_Exercise details_
Your answer should be every line from the records that contains "ServerConfig".

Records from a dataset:
•••

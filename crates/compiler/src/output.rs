//! In-memory output container a compile run writes into.
//!
//! A [`ConfigOutput`] accumulates [`ConfigFile`]s keyed by path; files are
//! append-only and preserve caller order. Also owns the bundle-specific
//! object emission for both dialects.

use std::collections::{BTreeMap, HashSet};

use setforge_core::emit::Dialect;
use setforge_core::types::OBJECT_TYPE_APPLY;
use setforge_db::models::Service;

/// Accumulated configuration files of one compile run.
#[derive(Debug)]
pub struct ConfigOutput {
    dialect: Dialect,
    files: BTreeMap<String, ConfigFile>,
}

impl ConfigOutput {
    pub fn new(dialect: Dialect) -> Self {
        Self {
            dialect,
            files: BTreeMap::new(),
        }
    }

    pub fn dialect(&self) -> Dialect {
        self.dialect
    }

    /// Open or create the file at `path`, with an optional extension
    /// appended to the stored key.
    pub fn config_file(&mut self, path: &str, extension: Option<&str>) -> &mut ConfigFile {
        let key = match extension {
            Some(ext) => format!("{path}{ext}"),
            None => path.to_string(),
        };
        self.files.entry(key).or_default()
    }

    pub fn file(&self, path: &str) -> Option<&ConfigFile> {
        self.files.get(path)
    }

    pub fn files(&self) -> &BTreeMap<String, ConfigFile> {
        &self.files
    }

    pub fn is_empty(&self) -> bool {
        self.files.is_empty()
    }
}

/// One appendable text file inside a [`ConfigOutput`].
#[derive(Debug, Default)]
pub struct ConfigFile {
    content: String,
    /// Chunks already written via [`Self::add_content`]; headers only, so
    /// nothing else is ever merged away.
    seen_chunks: HashSet<String>,
}

impl ConfigFile {
    /// Append free-form content. An exact repeat of a chunk written
    /// through this method is suppressed, so a set's header comment lands
    /// once per file even when several sets share the file. Objects are
    /// never deduplicated.
    pub fn add_content(&mut self, chunk: &str) {
        if self.seen_chunks.insert(chunk.to_string()) {
            self.content.push_str(chunk);
        }
    }

    /// Append one object in the modern dialect.
    pub fn add_object(&mut self, service: &Service, host_name: Option<&str>) {
        self.content.push_str(&render_object(service, host_name));
    }

    /// Append one statically bound object in the legacy dialect.
    pub fn add_legacy_object(&mut self, service: &Service, host_names: &[String]) {
        self.content
            .push_str(&render_legacy_object(service, host_names));
    }

    /// Insert content at the start of the file.
    pub fn prepend(&mut self, chunk: &str) {
        self.content.insert_str(0, chunk);
    }

    pub fn content(&self) -> &str {
        &self.content
    }
}

/// Render one service in the modern dialect.
fn render_object(service: &Service, host_name: Option<&str>) -> String {
    let keyword = if service.object_type == OBJECT_TYPE_APPLY {
        "apply"
    } else {
        "object"
    };

    let mut out = format!("{keyword} Service \"{}\" {{\n", service.object_name);
    out.push_str(&format!("    import \"{}\"\n", service.object_name));
    if let Some(host) = host_name {
        out.push_str(&format!("    host_name = \"{host}\"\n"));
    }
    for (key, value) in service.vars() {
        out.push_str(&format!("    vars.{key} = {value}\n"));
    }
    if let Some(filter) = &service.assign_filter {
        out.push_str(&format!("    assign where {filter}\n"));
    }
    out.push_str("}\n\n");
    out
}

/// Render one service in the legacy dialect, bound to the comma-joined
/// host list of its zone.
fn render_legacy_object(service: &Service, host_names: &[String]) -> String {
    let mut out = String::from("define service {\n");
    out.push_str(&format!("    {:<24}{}\n", "use", service.object_name));
    out.push_str(&format!(
        "    {:<24}{}\n",
        "service_description", service.object_name
    ));
    out.push_str(&format!("    {:<24}{}\n", "host_name", host_names.join(",")));
    for (key, value) in service.vars() {
        let value = match value {
            serde_json::Value::String(s) => s,
            other => other.to_string(),
        };
        out.push_str(&format!("    {:<24}{}\n", format!("_{key}"), value));
    }
    out.push_str("}\n\n");
    out
}
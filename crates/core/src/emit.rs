//! Output file paths and header comments.
//!
//! Both dialects prefix each set's objects with a header comment, written
//! once per file. The wording differs between a filter-driven (applied)
//! set and one scoped to a single host.

/// File extension used by legacy config files.
pub const LEGACY_FILE_EXTENSION: &str = ".cfg";

/// Output dialect a compile run targets.
#[derive(Debug, Clone, Copy, PartialEq, Eq)]
pub enum Dialect {
    /// Zone-partitioned hierarchical config with dynamic apply rules.
    Modern,
    /// Flat per-zone files with statically bound hosts.
    Legacy,
}

/// Path of the modern servicesets file for a zone.
pub fn modern_config_path(zone: &str) -> String {
    format!("zones.d/{zone}/servicesets")
}

/// Path (without extension) of the legacy servicesets file for a zone.
pub fn legacy_config_path(zone: &str) -> String {
    format!("director/{zone}/servicesets")
}

/// The per-set header comment for a dialect.
pub fn header_comment(dialect: Dialect, filter_driven: bool, set_name: &str) -> String {
    match dialect {
        Dialect::Modern => format!("/** Service Set '{set_name}' **/\n\n"),
        Dialect::Legacy if filter_driven => format!("## applied Service Set '{set_name}'\n\n"),
        Dialect::Legacy => format!("## Service Set '{set_name}' on this host\n\n"),
    }
}
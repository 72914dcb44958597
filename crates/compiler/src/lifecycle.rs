//! Store lifecycle: key-based loading, pre-store validation and the
//! deletion cascade.

use setforge_core::error::CoreError;
use setforge_core::key::{self, ObjectKey};
use setforge_core::types::DbId;
use setforge_db::models::{CreateServiceSet, ServiceSet};

use crate::error::CompileError;
use crate::resolver;
use crate::store::ConfigStore;

/// Load a set by textual identity key.
pub async fn load_by_key(
    store: &dyn ConfigStore,
    raw_key: &str,
) -> Result<Option<ServiceSet>, CompileError> {
    let key: ObjectKey = key::parse_key(raw_key)?;
    Ok(store.find_set(&key).await?)
}

/// Validate a set before it is written.
///
/// A concrete object must be bound to a host, and a new template's name
/// must not collide with an already persisted template.
pub async fn before_store(store: &dyn ConfigStore, set: &ServiceSet) -> Result<(), CompileError> {
    if set.is_object() && set.host_id.is_none() {
        return Err(CoreError::ObjectWithoutHost(set.object_name.clone()).into());
    }

    if set.id.is_none() && set.is_template() && store.template_exists(&set.object_name).await? {
        return Err(CoreError::DuplicateTemplateName(set.object_name.clone()).into());
    }

    Ok(())
}

/// Validate and insert a new set.
pub async fn store_new(
    store: &dyn ConfigStore,
    input: &CreateServiceSet,
) -> Result<ServiceSet, CompileError> {
    before_store(store, &input.as_unsaved()).await?;
    Ok(store.insert_set(input).await?)
}

/// Delete a set, first pruning blacklist rows for every concrete service
/// it currently resolves to, so no orphaned suppression markers survive.
pub async fn delete(store: &dyn ConfigStore, set: &ServiceSet) -> Result<(), CompileError> {
    if let Some(host_id) = set.host_id {
        let members = resolver::resolve_members(store, set).await?;
        let service_ids: Vec<DbId> = members.values().filter_map(|s| s.id).collect();

        if !service_ids.is_empty() {
            let pruned = store.delete_blacklist(host_id, &service_ids).await?;
            tracing::debug!(
                host_id,
                pruned,
                set = %set.object_name,
                "pruned blacklist rows for deleted service set"
            );
        }
    }

    if let Some(id) = set.id {
        store.delete_set(id).await?;
    }
    Ok(())
}
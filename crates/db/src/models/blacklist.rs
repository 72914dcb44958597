//! Host/service blacklist entity model.

use serde::Serialize;
use sqlx::FromRow;

use setforge_core::types::DbId;

/// A row from the `host_service_blacklist` table: suppresses one service
/// on one host. Rows are pruned when their service disappears through a
/// service-set deletion.
#[derive(Debug, Clone, FromRow, Serialize)]
pub struct HostServiceBlacklistEntry {
    pub host_id: DbId,
    pub service_id: DbId,
}
//! Repository for the `host` table.

use sqlx::PgPool;

use setforge_core::types::DbId;

use crate::models::host::Host;

const COLUMNS: &str = "id, object_name, zone_id, vars";

/// Provides query operations for hosts.
pub struct HostRepo;

impl HostRepo {
    /// Find a host by ID.
    pub async fn find_by_id(pool: &PgPool, id: DbId) -> Result<Option<Host>, sqlx::Error> {
        let query = format!("SELECT {COLUMNS} FROM host WHERE id = $1");
        sqlx::query_as::<_, Host>(&query)
            .bind(id)
            .fetch_optional(pool)
            .await
    }

    /// Find a host by object name.
    pub async fn find_by_name(pool: &PgPool, name: &str) -> Result<Option<Host>, sqlx::Error> {
        let query = format!("SELECT {COLUMNS} FROM host WHERE object_name = $1");
        sqlx::query_as::<_, Host>(&query)
            .bind(name)
            .fetch_optional(pool)
            .await
    }

    /// The full host inventory, ordered by name. Assign filters are
    /// evaluated against this list in the legacy dialect.
    pub async fn list_all(pool: &PgPool) -> Result<Vec<Host>, sqlx::Error> {
        let query = format!("SELECT {COLUMNS} FROM host ORDER BY object_name, id");
        sqlx::query_as::<_, Host>(&query).fetch_all(pool).await
    }
}
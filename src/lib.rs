//! SEO Analyzer: single-page SEO scoring
//!
//! This crate fetches one web page, extracts a fixed set of SEO signals from its
//! HTML, and turns them into a deterministic 0-100 score with pass/fail findings.
//! Every failure along the way is mapped to a stable, classified error.

pub mod analyzer;
pub mod config;
pub mod server;
pub mod url;

use thiserror::Error;

/// Errors raised while validating an inbound analysis request
///
/// The `Display` text of each variant is the message returned to the caller.
#[derive(Debug, Clone, PartialEq, Eq, Error)]
pub enum ValidationError {
    #[error("URL is required")]
    MissingField,

    #[error("URL must be a string")]
    InvalidType,

    #[error("Invalid URL format")]
    InvalidFormat,

    #[error("Only HTTP and HTTPS protocols are supported")]
    InvalidProtocol { scheme: String },

    #[error("Request body must be a JSON object")]
    InvalidBody,
}

/// Errors raised while fetching the target page
#[derive(Debug, Error)]
pub enum FetchError {
    #[error("Request timeout for {url}")]
    Timeout { url: String },

    #[error("DNS resolution failed for {url}")]
    DnsFailure { url: String },

    #[error("Connection refused by {url}")]
    ConnectionRefused { url: String },

    #[error("TLS handshake failed for {url}: {message}")]
    TlsError { url: String, message: String },

    #[error("Too many redirects from {url}")]
    TooManyRedirects { url: String },

    #[error("Target {url} returned client error {status}")]
    TargetClientError { url: String, status: u16 },

    #[error("Target {url} returned server error {status}")]
    TargetServerError { url: String, status: u16 },

    #[error("Target {url} returned unexpected status {status}")]
    UnexpectedStatus { url: String, status: u16 },

    #[error("Unsupported content type for {url}: {content_type:?}")]
    UnsupportedContentType { url: String, content_type: String },

    #[error("Empty content returned by {url}")]
    EmptyContent { url: String },

    #[error("Content from {url} exceeds {limit} bytes")]
    ContentTooLarge { url: String, limit: usize },

    #[error("Fetch failed for {url}: {message}")]
    Unknown { url: String, message: String },
}

/// Any failure of the analysis pipeline
#[derive(Debug, Error)]
pub enum AnalysisError {
    #[error(transparent)]
    Validation(#[from] ValidationError),

    #[error(transparent)]
    Fetch(#[from] FetchError),
}

/// Configuration-specific errors
#[derive(Debug, Error)]
pub enum ConfigError {
    #[error("Failed to read config file: {0}")]
    Io(#[from] std::io::Error),

    #[error("Failed to parse TOML: {0}")]
    Parse(#[from] toml::de::Error),

    #[error("Validation error: {0}")]
    Validation(String),

    #[error("Invalid URL in config: {0}")]
    InvalidUrl(String),
}

/// Result type alias for analysis operations
pub type Result<T> = std::result::Result<T, AnalysisError>;

/// Result type alias for configuration operations
pub type ConfigResult<T> = std::result::Result<T, ConfigError>;

/// Result type alias for fetch operations
pub type FetchResult<T> = std::result::Result<T, FetchError>;

// Re-export commonly used types
pub use analyzer::{
    classify, AnalysisResponse, Analyzer, ClassifiedError, FetchOptions, ScoreResult, SeoSignals,
};
pub use config::Config;
pub use crate::url::{parse_request, validate_url, AnalysisRequest};
//! Analyzer module for single-page SEO analysis
//!
//! This module contains the core pipeline, including:
//! - HTTP fetching with fixed timeout, redirect and size limits
//! - HTML parsing into SEO signals
//! - Weighted scoring of those signals
//! - Classification of every failure into a public error

mod classify;
mod fetcher;
mod parser;
mod pipeline;
mod scorer;

pub use classify::{classify, ClassifiedError};
pub use fetcher::{
    build_http_client, check_content_type, check_status, classify_transport_error, fetch_html,
    FetchOptions, DEFAULT_TIMEOUT, MAX_BODY_BYTES, MAX_REDIRECTS,
};
pub use parser::{extract_signals, SeoSignals};
pub use pipeline::{
    analyze_html, classify_logged, failure_kind, AnalysisResponse, Analyzer, PageAnalysis,
};
pub use scorer::{score_signals, ScoreResult, MAX_SCORE, POINTS_PER_CHECK};
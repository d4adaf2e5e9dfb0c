//! Failure classification
//!
//! Every pipeline failure is mapped to a public `(status, label, message)`
//! triple through the single table in [`classify`]. Underlying causes are
//! logged, never returned to the caller.

use crate::{AnalysisError, FetchError};
use serde::Serialize;

/// Public shape of a failed analysis
///
/// Serializes as `{"error": category, "message": message}`; the status code
/// travels as the HTTP status.
#[derive(Debug, Clone, PartialEq, Eq, Serialize)]
pub struct ClassifiedError {
    #[serde(skip)]
    pub status_code: u16,

    #[serde(rename = "error")]
    pub category: &'static str,

    pub message: String,
}

impl ClassifiedError {
    fn new(status_code: u16, category: &'static str, message: impl Into<String>) -> Self {
        Self {
            status_code,
            category,
            message: message.into(),
        }
    }

    fn unexpected() -> Self {
        Self::new(
            500,
            "Internal Server Error",
            "An unexpected error occurred during analysis",
        )
    }
}

/// Classifies a pipeline failure
///
/// # Classification Table
///
/// | Failure | Status | Label |
/// |---------|--------|-------|
/// | Any validation failure | 400 | Invalid Request |
/// | Timeout | 408 | Request Timeout |
/// | Connection refused | 403 | Access Forbidden |
/// | Empty content | 422 | Unprocessable Content |
/// | Content too large | 413 | Payload Too Large |
/// | DNS failure | 502 | Bad Gateway |
/// | Target 5xx | 502 | Bad Gateway |
/// | Target 4xx | 400 | Bad Request |
/// | Anything else | 500 | Internal Server Error |
///
/// # Example
///
/// ```
/// use seo_analyzer::{classify, AnalysisError, ValidationError};
///
/// let classified = classify(&AnalysisError::from(ValidationError::MissingField));
/// assert_eq!(classified.status_code, 400);
/// assert_eq!(classified.category, "Invalid Request");
/// assert_eq!(classified.message, "URL is required");
/// ```
pub fn classify(error: &AnalysisError) -> ClassifiedError {
    match error {
        AnalysisError::Validation(validation) => {
            ClassifiedError::new(400, "Invalid Request", validation.to_string())
        }
        AnalysisError::Fetch(fetch) => classify_fetch(fetch),
    }
}

fn classify_fetch(error: &FetchError) -> ClassifiedError {
    match error {
        FetchError::Timeout { .. } => ClassifiedError::new(
            408,
            "Request Timeout",
            "The request timed out while fetching the URL",
        ),
        FetchError::ConnectionRefused { .. } => ClassifiedError::new(
            403,
            "Access Forbidden",
            "The website is blocking access or refusing connections",
        ),
        FetchError::EmptyContent { .. } => ClassifiedError::new(
            422,
            "Unprocessable Content",
            "The page returned empty or no HTML content",
        ),
        FetchError::ContentTooLarge { .. } => ClassifiedError::new(
            413,
            "Payload Too Large",
            "The page content exceeds the maximum allowed size",
        ),
        FetchError::DnsFailure { .. } => {
            ClassifiedError::new(502, "Bad Gateway", "Unable to resolve the domain name")
        }
        FetchError::TargetServerError { status, .. } => ClassifiedError::new(
            502,
            "Bad Gateway",
            format!("Target server returned error: {}", status),
        ),
        FetchError::TargetClientError { status, .. } => ClassifiedError::new(
            400,
            "Bad Request",
            format!("Target server returned error: {}", status),
        ),
        FetchError::TlsError { .. }
        | FetchError::TooManyRedirects { .. }
        | FetchError::UnexpectedStatus { .. }
        | FetchError::UnsupportedContentType { .. }
        | FetchError::Unknown { .. } => ClassifiedError::unexpected(),
    }
}
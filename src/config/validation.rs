use crate::config::types::{Config, ServerConfig, UserAgentConfig};
use crate::ConfigError;
use url::Url;

/// Validates the entire configuration
pub fn validate(config: &Config) -> Result<(), ConfigError> {
    validate_server_config(&config.server)?;
    validate_user_agent_config(&config.user_agent)?;
    Ok(())
}

/// Validates server configuration
fn validate_server_config(config: &ServerConfig) -> Result<(), ConfigError> {
    if config.host.trim().is_empty() {
        return Err(ConfigError::Validation("host cannot be empty".to_string()));
    }

    if config.port == 0 {
        return Err(ConfigError::Validation(
            "port must be between 1 and 65535, got 0".to_string(),
        ));
    }

    Ok(())
}

/// Validates user agent configuration
fn validate_user_agent_config(config: &UserAgentConfig) -> Result<(), ConfigError> {
    // Validate crawler name: non-empty, alphanumeric + hyphens only
    if config.crawler_name.is_empty() {
        return Err(ConfigError::Validation(
            "crawler_name cannot be empty".to_string(),
        ));
    }

    if !config
        .crawler_name
        .chars()
        .all(|c| c.is_alphanumeric() || c == '-')
    {
        return Err(ConfigError::Validation(format!(
            "crawler_name must contain only alphanumeric characters and hyphens, got '{}'",
            config.crawler_name
        )));
    }

    if config.crawler_version.trim().is_empty() {
        return Err(ConfigError::Validation(
            "crawler_version cannot be empty".to_string(),
        ));
    }

    Url::parse(&config.contact_url)
        .map_err(|e| ConfigError::InvalidUrl(format!("Invalid contact_url: {}", e)))?;

    Ok(())
}

/// Parses a `PORT` environment value
pub(crate) fn parse_port(value: &str) -> Result<u16, ConfigError> {
    match value.trim().parse::<u16>() {
        Ok(0) | Err(_) => Err(ConfigError::Validation(format!(
            "PORT must be a number between 1 and 65535, got '{}'",
            value
        ))),
        Ok(port) => Ok(port),
    }
}
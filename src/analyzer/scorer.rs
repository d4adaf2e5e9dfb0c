//! Weighted SEO scoring
//!
//! Five independent checks of 20 points each. The check order fixes the order
//! of the `passed_checks` and `issues` lists.

use super::parser::SeoSignals;
use serde::Serialize;

/// Points awarded for each passed check
pub const POINTS_PER_CHECK: u8 = 20;

/// Upper bound of the score
pub const MAX_SCORE: u8 = 100;

/// Result of scoring one page
#[derive(Debug, Clone, Default, PartialEq, Eq, Serialize)]
#[serde(rename_all = "camelCase")]
pub struct ScoreResult {
    /// Sum of points for passed checks, capped at [`MAX_SCORE`]
    pub score: u8,

    /// Messages for passed checks, in check order
    pub passed_checks: Vec<String>,

    /// Messages for failed checks, in check order
    pub issues: Vec<String>,
}

/// Outcome of a single check
struct CheckOutcome {
    passed: bool,
    pass_message: String,
    fail_message: String,
}

impl CheckOutcome {
    fn new(passed: bool, pass_message: &str, fail_message: impl Into<String>) -> Self {
        Self {
            passed,
            pass_message: pass_message.to_string(),
            fail_message: fail_message.into(),
        }
    }
}

/// Runs the five checks in order
fn run_checks(signals: &SeoSignals) -> [CheckOutcome; 5] {
    [
        CheckOutcome::new(
            signals.title.is_some(),
            "Page has a title tag",
            "Missing page title tag",
        ),
        CheckOutcome::new(
            signals.meta_description.is_some(),
            "Page has a meta description",
            "Missing meta description",
        ),
        CheckOutcome::new(
            signals.h1_count >= 1,
            "Page has at least one H1 tag",
            "No H1 tags found on the page",
        ),
        CheckOutcome::new(
            signals.total_images == 0 || signals.images_missing_alt == 0,
            "All images have alt text",
            format!("{} image(s) missing alt text", signals.images_missing_alt),
        ),
        CheckOutcome::new(
            signals.uses_https,
            "Page uses HTTPS",
            "Page does not use HTTPS",
        ),
    ]
}

/// Scores a page's SEO signals
///
/// Pure and deterministic: the same signals always yield the same result.
///
/// # Example
///
/// ```
/// use seo_analyzer::analyzer::{score_signals, SeoSignals};
///
/// let signals = SeoSignals {
///     title: Some("Home".to_string()),
///     h1_count: 1,
///     uses_https: true,
///     ..SeoSignals::default()
/// };
/// let result = score_signals(&signals);
/// assert_eq!(result.score, 80);
/// assert_eq!(result.issues, vec!["Missing meta description".to_string()]);
/// ```
pub fn score_signals(signals: &SeoSignals) -> ScoreResult {
    let mut result = ScoreResult::default();
    let mut points: u32 = 0;

    for check in run_checks(signals) {
        if check.passed {
            points += u32::from(POINTS_PER_CHECK);
            result.passed_checks.push(check.pass_message);
        } else {
            result.issues.push(check.fail_message);
        }
    }

    result.score = points.min(u32::from(MAX_SCORE)) as u8;
    result
}
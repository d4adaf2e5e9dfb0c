//! Request handlers for the analysis API.

use axum::{
    body::Bytes,
    extract::State,
    http::StatusCode,
    response::{IntoResponse, Response},
    Json,
};
use serde_json::json;

use crate::analyzer::{Analyzer, ClassifiedError};

impl IntoResponse for ClassifiedError {
    fn into_response(self) -> Response {
        let status =
            StatusCode::from_u16(self.status_code).unwrap_or(StatusCode::INTERNAL_SERVER_ERROR);
        (status, Json(self)).into_response()
    }
}

/// `POST /api/analyze`
///
/// The body is taken as raw bytes so that malformed JSON is reported in the
/// same classified shape as every other failure.
pub async fn analyze_handler(State(analyzer): State<Analyzer>, body: Bytes) -> Response {
    match analyzer.respond(&body).await {
        Ok(response) => (StatusCode::OK, Json(response)).into_response(),
        Err(classified) => classified.into_response(),
    }
}

/// `GET /` liveness check
pub async fn health_handler() -> Response {
    Json(json!({ "status": "ok" })).into_response()
}
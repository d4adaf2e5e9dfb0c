//! URL handling module
//!
//! This module validates the inbound analysis request and provides the hostname
//! helpers the extractor uses to decide whether a link is internal.

mod domain;
mod validate;

use serde_json::Value;
use url::Url;

use crate::ValidationError;

// Re-export main functions
pub use domain::{extract_domain, is_internal_link};
pub use validate::validate_url;

/// A validated request to analyze one page
#[derive(Debug, Clone, PartialEq, Eq)]
pub struct AnalysisRequest {
    /// The URL string exactly as the caller submitted it
    pub raw_url: String,

    /// The parsed absolute http(s) URL used for fetching
    pub url: Url,
}

impl AnalysisRequest {
    /// Builds a request from a raw URL string, validating it on the way
    pub fn new(raw_url: &str) -> Result<Self, ValidationError> {
        let url = validate_url(raw_url)?;
        Ok(Self {
            raw_url: raw_url.to_string(),
            url,
        })
    }
}

/// Validates a decoded JSON request body into an [`AnalysisRequest`]
///
/// # Validation Order
///
/// | Body | Error |
/// |------|-------|
/// | not a JSON object | `InvalidBody` |
/// | `url` absent, `null` or `""` | `MissingField` |
/// | `url` not a string | `InvalidType` |
/// | `url` not an absolute URL | `InvalidFormat` |
/// | scheme other than http/https | `InvalidProtocol` |
///
/// # Examples
///
/// ```
/// use serde_json::json;
/// use seo_analyzer::url::parse_request;
/// use seo_analyzer::ValidationError;
///
/// let request = parse_request(&json!({ "url": "https://example.com" })).unwrap();
/// assert_eq!(request.url.host_str(), Some("example.com"));
///
/// let err = parse_request(&json!({ "url": 12345 })).unwrap_err();
/// assert_eq!(err, ValidationError::InvalidType);
/// ```
pub fn parse_request(body: &Value) -> Result<AnalysisRequest, ValidationError> {
    let object = body.as_object().ok_or(ValidationError::InvalidBody)?;

    match object.get("url") {
        None | Some(Value::Null) => Err(ValidationError::MissingField),
        Some(Value::String(raw)) if raw.is_empty() => Err(ValidationError::MissingField),
        Some(Value::String(raw)) => AnalysisRequest::new(raw),
        Some(_) => Err(ValidationError::InvalidType),
    }
}

/// Decodes raw body bytes and validates them
///
/// Malformed JSON is reported as `InvalidBody` so that callers always receive
/// a classified validation error instead of a decoder message.
pub fn parse_request_bytes(body: &[u8]) -> Result<AnalysisRequest, ValidationError> {
    let value: Value = serde_json::from_slice(body).map_err(|e| {
        tracing::debug!("Rejecting malformed request body: {}", e);
        ValidationError::InvalidBody
    })?;
    parse_request(&value)
}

•••

_Solution for this exercise_
use crate::config::types::{Config, ServerConfig, UserAgentConfig};
fn validate_server_config(config: &ServerConfig) -> Result<(), ConfigError> {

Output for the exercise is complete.